In other words, the ROPE is something that the researcher/data analyst/data scientist should come up before running the experiment as an answer to the following question: “in what circumstances am I going to declare that there is effectively no difference between the two groups A and B”? This will happen when most of the “difference” between the A and B groups lie within the ROPE (don’t worry if this doesn’t make much sense now, it will make much more sense very soon). One possibility is to define the ROPE based on the effect size, as in the quoted text above, but another equally plausible choice could be defining a ROPE based on the difference in the mean values (this quantity is sometimes called lift).

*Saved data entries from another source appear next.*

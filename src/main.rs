use anyhow::{Context, Result};
use clap::{Parser, Subcommand};
use polyglot::config::Config;
use polyglot::dispatcher::{Dispatcher, TranslationRequest};
use polyglot::language::AUTO;
use polyglot::server::{self, AppState};
use std::path::PathBuf;
use tracing::{info, warn};
use tracing_subscriber::{EnvFilter, FmtSubscriber};

#[derive(Parser)]
#[command(name = "polyglot")]
#[command(version, about = "Translation gateway with rate limiting, retries and fallback")]
#[command(long_about = "Forward translation requests to Gemini, OpenAI, LibreTranslate or \
    Google Translate, pacing calls against provider quotas and falling back between backends.")]
struct Cli {
    /// Config file (defaults to the user config directory)
    #[arg(short, long, global = true)]
    config: Option<PathBuf>,

    /// Enable verbose logging
    #[arg(short, long, global = true)]
    verbose: bool,

    #[command(subcommand)]
    command: Command,
}

#[derive(Subcommand)]
enum Command {
    /// Run the HTTP API
    Serve {
        /// Address to bind (overrides config and HOST)
        #[arg(long)]
        host: Option<String>,

        /// Port to listen on (overrides config and PORT)
        #[arg(short, long)]
        port: Option<u16>,
    },
    /// Translate a single text and print the result
    Translate {
        /// Text to translate
        text: String,

        /// Target language name or code (e.g., Spanish, es)
        #[arg(short, long)]
        to: String,

        /// Source language; omit for auto-detection
        #[arg(short, long, default_value = AUTO)]
        from: String,

        /// Use only this backend, without fallback
        #[arg(short, long)]
        backend: Option<String>,
    },
}

fn init_logging(verbose: bool) {
    let level = if verbose { "debug" } else { "info" };
    let filter = EnvFilter::try_from_default_env().unwrap_or_else(|_| EnvFilter::new(level));

    FmtSubscriber::builder()
        .with_env_filter(filter)
        .with_target(false)
        .with_thread_ids(false)
        .with_file(false)
        .with_line_number(false)
        .compact()
        .init();
}

fn load_config(path: Option<&PathBuf>) -> Result<Config> {
    let config = match path {
        Some(path) => Config::load_from(path)
            .with_context(|| format!("Failed to load configuration from {}", path.display()))?,
        None => Config::load().context("Failed to load configuration")?,
    };
    Ok(config)
}

async fn shutdown_signal() {
    if let Err(e) = tokio::signal::ctrl_c().await {
        warn!("Failed to listen for Ctrl+C: {}", e);
        std::future::pending::<()>().await;
    }
    info!("Shutdown requested, finishing in-flight requests");
}

#[tokio::main]
async fn main() -> Result<()> {
    let cli = Cli::parse();

    init_logging(cli.verbose);

    let mut config = load_config(cli.config.as_ref())?;

    match cli.command {
        Command::Serve { host, port } => {
            if let Some(host) = host {
                config.server.host = host;
            }
            if let Some(port) = port {
                config.server.port = port;
            }
            config
                .validate()
                .context("Configuration validation failed")?;

            let dispatcher =
                Dispatcher::from_config(&config).context("Failed to initialize backends")?;
            info!("Backends: {}", dispatcher.enabled_backends().join(", "));

            server::serve(AppState::new(dispatcher, config), shutdown_signal())
                .await
                .context("Server error")?;
        }
        Command::Translate {
            text,
            to,
            from,
            backend,
        } => {
            config
                .validate()
                .context("Configuration validation failed")?;
            let dispatcher =
                Dispatcher::from_config(&config).context("Failed to initialize backends")?;

            let mut request = TranslationRequest::new(text, &from, &to)?;
            if let Some(id) = backend {
                request = request.with_backend(id);
            }

            let result = dispatcher
                .translate(&request)
                .await
                .context("Translation failed")?;

            if let Some(detected) = &result.detected_source_language {
                info!("Detected source language: {}", detected);
            }
            info!(
                "Translated by '{}' in {} attempt(s)",
                result.backend_used, result.attempt_count
            );
            println!("{}", result.translated_text);
        }
    }

    Ok(())
}

#[cfg(test)]
mod tests {
    use super::*;

    #[test]
    fn test_parse_translate_command() {
        let cli = Cli::try_parse_from([
            "polyglot", "translate", "--to", "es", "-b", "google", "Hello there",
        ])
        .unwrap();

        match cli.command {
            Command::Translate {
                text,
                to,
                from,
                backend,
            } => {
                assert_eq!(text, "Hello there");
                assert_eq!(to, "es");
                assert_eq!(from, "Auto");
                assert_eq!(backend.as_deref(), Some("google"));
            }
            _ => panic!("expected translate command"),
        }
    }

    #[test]
    fn test_parse_serve_with_global_flags() {
        let cli = Cli::try_parse_from(["polyglot", "serve", "--port", "9000", "-v"]).unwrap();
        assert!(cli.verbose);
        assert!(matches!(
            cli.command,
            Command::Serve {
                port: Some(9000),
                ..
            }
        ));
    }

    #[test]
    fn test_translate_requires_target() {
        assert!(Cli::try_parse_from(["polyglot", "translate", "Hello"]).is_err());
    }
}
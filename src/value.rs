//! Value model for the canonical serializer
//!
//! [`Value`] is the universe of in-memory values the codec accepts. It is
//! wider than JSON: byte strings, tuples, sets, arbitrarily-keyed maps,
//! and opaque display-only values are all representable, and the codec
//! decides how each degrades to JSON text.

use std::fmt;

/// An in-memory value accepted by the canonical serializer
#[derive(Debug, Clone, PartialEq)]
pub enum Value {
    Null,
    Bool(bool),
    Int(i64),
    Float(f64),
    Str(String),
    Bytes(Vec<u8>),
    /// Variable-length ordered sequence
    List(Vec<Value>),
    /// Fixed-length ordered sequence
    Tuple(Vec<Value>),
    /// Unordered unique collection; insertion order is kept so the
    /// display rendering is deterministic
    Set(Vec<Value>),
    /// Mapping in insertion order; keys may be any `Value`
    Map(Vec<(Value, Value)>),
    /// Any other object, captured as its display-string rendering
    Opaque(String),
}

impl Value {
    /// Capture an arbitrary displayable object as an opaque value
    pub fn opaque(source: impl fmt::Display) -> Self {
        Value::Opaque(source.to_string())
    }

    pub fn bytes(raw: impl Into<Vec<u8>>) -> Self {
        Value::Bytes(raw.into())
    }

    pub fn tuple(items: Vec<Value>) -> Self {
        Value::Tuple(items)
    }

    pub fn set(items: Vec<Value>) -> Self {
        Value::Set(items)
    }

    pub fn map(pairs: Vec<(Value, Value)>) -> Self {
        Value::Map(pairs)
    }

    /// Whether every key of a `Map` is a string (other variants: false)
    pub fn is_string_keyed(&self) -> bool {
        match self {
            Value::Map(pairs) => pairs.iter().all(|(key, _)| matches!(key, Value::Str(_))),
            _ => false,
        }
    }
}

fn write_joined(f: &mut fmt::Formatter<'_>, items: &[Value]) -> fmt::Result {
    for (i, item) in items.iter().enumerate() {
        if i > 0 {
            write!(f, ", ")?;
        }
        write!(f, "{item}")?;
    }
    Ok(())
}

impl fmt::Display for Value {
    /// Textual rendering used by the codec's lossy fallback coercions
    fn fmt(&self, f: &mut fmt::Formatter<'_>) -> fmt::Result {
        match self {
            Value::Null => write!(f, "null"),
            Value::Bool(b) => write!(f, "{b}"),
            Value::Int(i) => write!(f, "{i}"),
            Value::Float(x) => write!(f, "{x}"),
            Value::Str(s) => write!(f, "{s:?}"),
            Value::Bytes(raw) => write!(f, "{:?}", String::from_utf8_lossy(raw)),
            Value::List(items) => {
                write!(f, "[")?;
                write_joined(f, items)?;
                write!(f, "]")
            }
            Value::Tuple(items) => {
                write!(f, "(")?;
                write_joined(f, items)?;
                write!(f, ")")
            }
            Value::Set(items) => {
                write!(f, "{{")?;
                write_joined(f, items)?;
                write!(f, "}}")
            }
            Value::Map(pairs) => {
                write!(f, "{{")?;
                for (i, (key, value)) in pairs.iter().enumerate() {
                    if i > 0 {
                        write!(f, ", ")?;
                    }
                    write!(f, "{key}: {value}")?;
                }
                write!(f, "}}")
            }
            Value::Opaque(rendered) => write!(f, "{rendered}"),
        }
    }
}

impl From<bool> for Value {
    fn from(b: bool) -> Self {
        Value::Bool(b)
    }
}

impl From<i32> for Value {
    fn from(i: i32) -> Self {
        Value::Int(i64::from(i))
    }
}

impl From<i64> for Value {
    fn from(i: i64) -> Self {
        Value::Int(i)
    }
}

impl From<u32> for Value {
    fn from(u: u32) -> Self {
        Value::Int(i64::from(u))
    }
}

impl From<f64> for Value {
    fn from(x: f64) -> Self {
        Value::Float(x)
    }
}

impl From<&str> for Value {
    fn from(s: &str) -> Self {
        Value::Str(s.to_string())
    }
}

impl From<String> for Value {
    fn from(s: String) -> Self {
        Value::Str(s)
    }
}

impl From<Vec<Value>> for Value {
    fn from(items: Vec<Value>) -> Self {
        Value::List(items)
    }
}

impl<T: Into<Value>> From<Option<T>> for Value {
    fn from(opt: Option<T>) -> Self {
        match opt {
            Some(inner) => inner.into(),
            None => Value::Null,
        }
    }
}

impl From<serde_json::Value> for Value {
    fn from(json: serde_json::Value) -> Self {
        match json {
            serde_json::Value::Null => Value::Null,
            serde_json::Value::Bool(b) => Value::Bool(b),
            serde_json::Value::Number(n) => match n.as_i64() {
                Some(i) => Value::Int(i),
                // u64 beyond i64::MAX degrades to f64
                None => n.as_f64().map_or(Value::Null, Value::Float),
            },
            serde_json::Value::String(s) => Value::Str(s),
            serde_json::Value::Array(items) => {
                Value::List(items.into_iter().map(Value::from).collect())
            }
            serde_json::Value::Object(fields) => Value::Map(
                fields
                    .into_iter()
                    .map(|(key, value)| (Value::Str(key), Value::from(value)))
                    .collect(),
            ),
        }
    }
}
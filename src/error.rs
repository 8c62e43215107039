use thiserror::Error;

/// Unified error type for the toolbelt library
#[derive(Error, Debug)]
pub enum ToolbeltError {
    // Codec errors
    #[error("JSON encoding failed: {0}")]
    Encode(String),

    #[error("JSON decoding failed: {0}")]
    Decode(#[from] serde_json::Error),

    #[error("Hashing failed: {0}")]
    Hash(String),

    // Proxy errors
    #[error("Invalid proxy address: {0}")]
    InvalidProxyAddress(String),

    // Validation errors
    #[error("Invalid chunk size: {0}")]
    InvalidChunkSize(usize),

    #[error("Invalid argument: {0}")]
    InvalidArgument(String),

    // Query execution errors
    #[error("Unknown or missing query state: {0}")]
    UnknownQueryState(String),

    // I/O errors
    #[error("IO error: {0}")]
    Io(#[from] std::io::Error),
}

/// Result type alias for toolbelt operations
pub type Result<T> = std::result::Result<T, ToolbeltError>;

impl ToolbeltError {
    /// Check if this error stems from malformed or unencodable data
    /// (as opposed to an I/O failure)
    pub fn is_data_error(&self) -> bool {
        matches!(
            self,
            ToolbeltError::Encode(_)
                | ToolbeltError::Decode(_)
                | ToolbeltError::Hash(_)
                | ToolbeltError::UnknownQueryState(_)
        )
    }

    /// Check if this error was caused by invalid caller input
    pub fn is_usage_error(&self) -> bool {
        matches!(
            self,
            ToolbeltError::InvalidProxyAddress(_)
                | ToolbeltError::InvalidChunkSize(_)
                | ToolbeltError::InvalidArgument(_)
        )
    }
}
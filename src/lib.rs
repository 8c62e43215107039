//! Toolbelt - General-Purpose Utility Library
//!
//! A collection of small, independent helpers written in Rust.
//!
//! ## Features
//!
//! - Proxy pool rotation with optional reuse and randomized order
//! - Canonical JSON encoding with deterministic coercion rules,
//!   JSON-Lines streaming, and canonical SHA-256 hashing
//! - Data-wrangling helpers (chunking, file line counting, nested/renamed
//!   JSON keys)
//! - CLI argument validators
//! - Cloud glue: object URI parsing, query state mapping, and an explicit
//!   region-keyed client cache

pub mod args;
pub mod cloud;
pub mod codec;
pub mod error;
pub mod general;
pub mod proxy;
pub mod value;

pub use error::{Result, ToolbeltError};
pub use proxy::ProxyManager;
pub use value::Value;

As a reminder, the effect size ES is a measure of the difference in the mean between two groups, normalized with respect to the standard deviation,
\begin{equation}
\textrm{ES} = \frac{\mu_B - \mu_A}{\sigma}\ ,
\label{eq:effect_size}
\end{equation}
where $\mu_A$ and $\mu_B$ are the sample means for groups A and B, respectively, and $\sigma$ is an unspecified value for the standard deviation. Typically, the standard deviation of the difference of the means is evaluated as
\begin{equation}
\sigma=\sqrt{\sigma_A^2+\sigma_B^2}\ .
\nonumber
\end{equation}
If $\textrm{ES} = \pm 0.1$, this implies that the difference in mean values between groups A and B is only 10% of the value of the standard deviation. A rather small value and something that could well grant the definition of “negligiby different” between the two groups. Whether this value is too much or too little is left to the researcher (yes, you!).

Example

In this section I am going to explain practically how to apply a Bayesian decision rule based on the ROPE. I will use the effect size as the decision variable (i.e., the variable that defines the ROPE). However, the argument would be exactly the same if we were to use the lift instead, or any other variable.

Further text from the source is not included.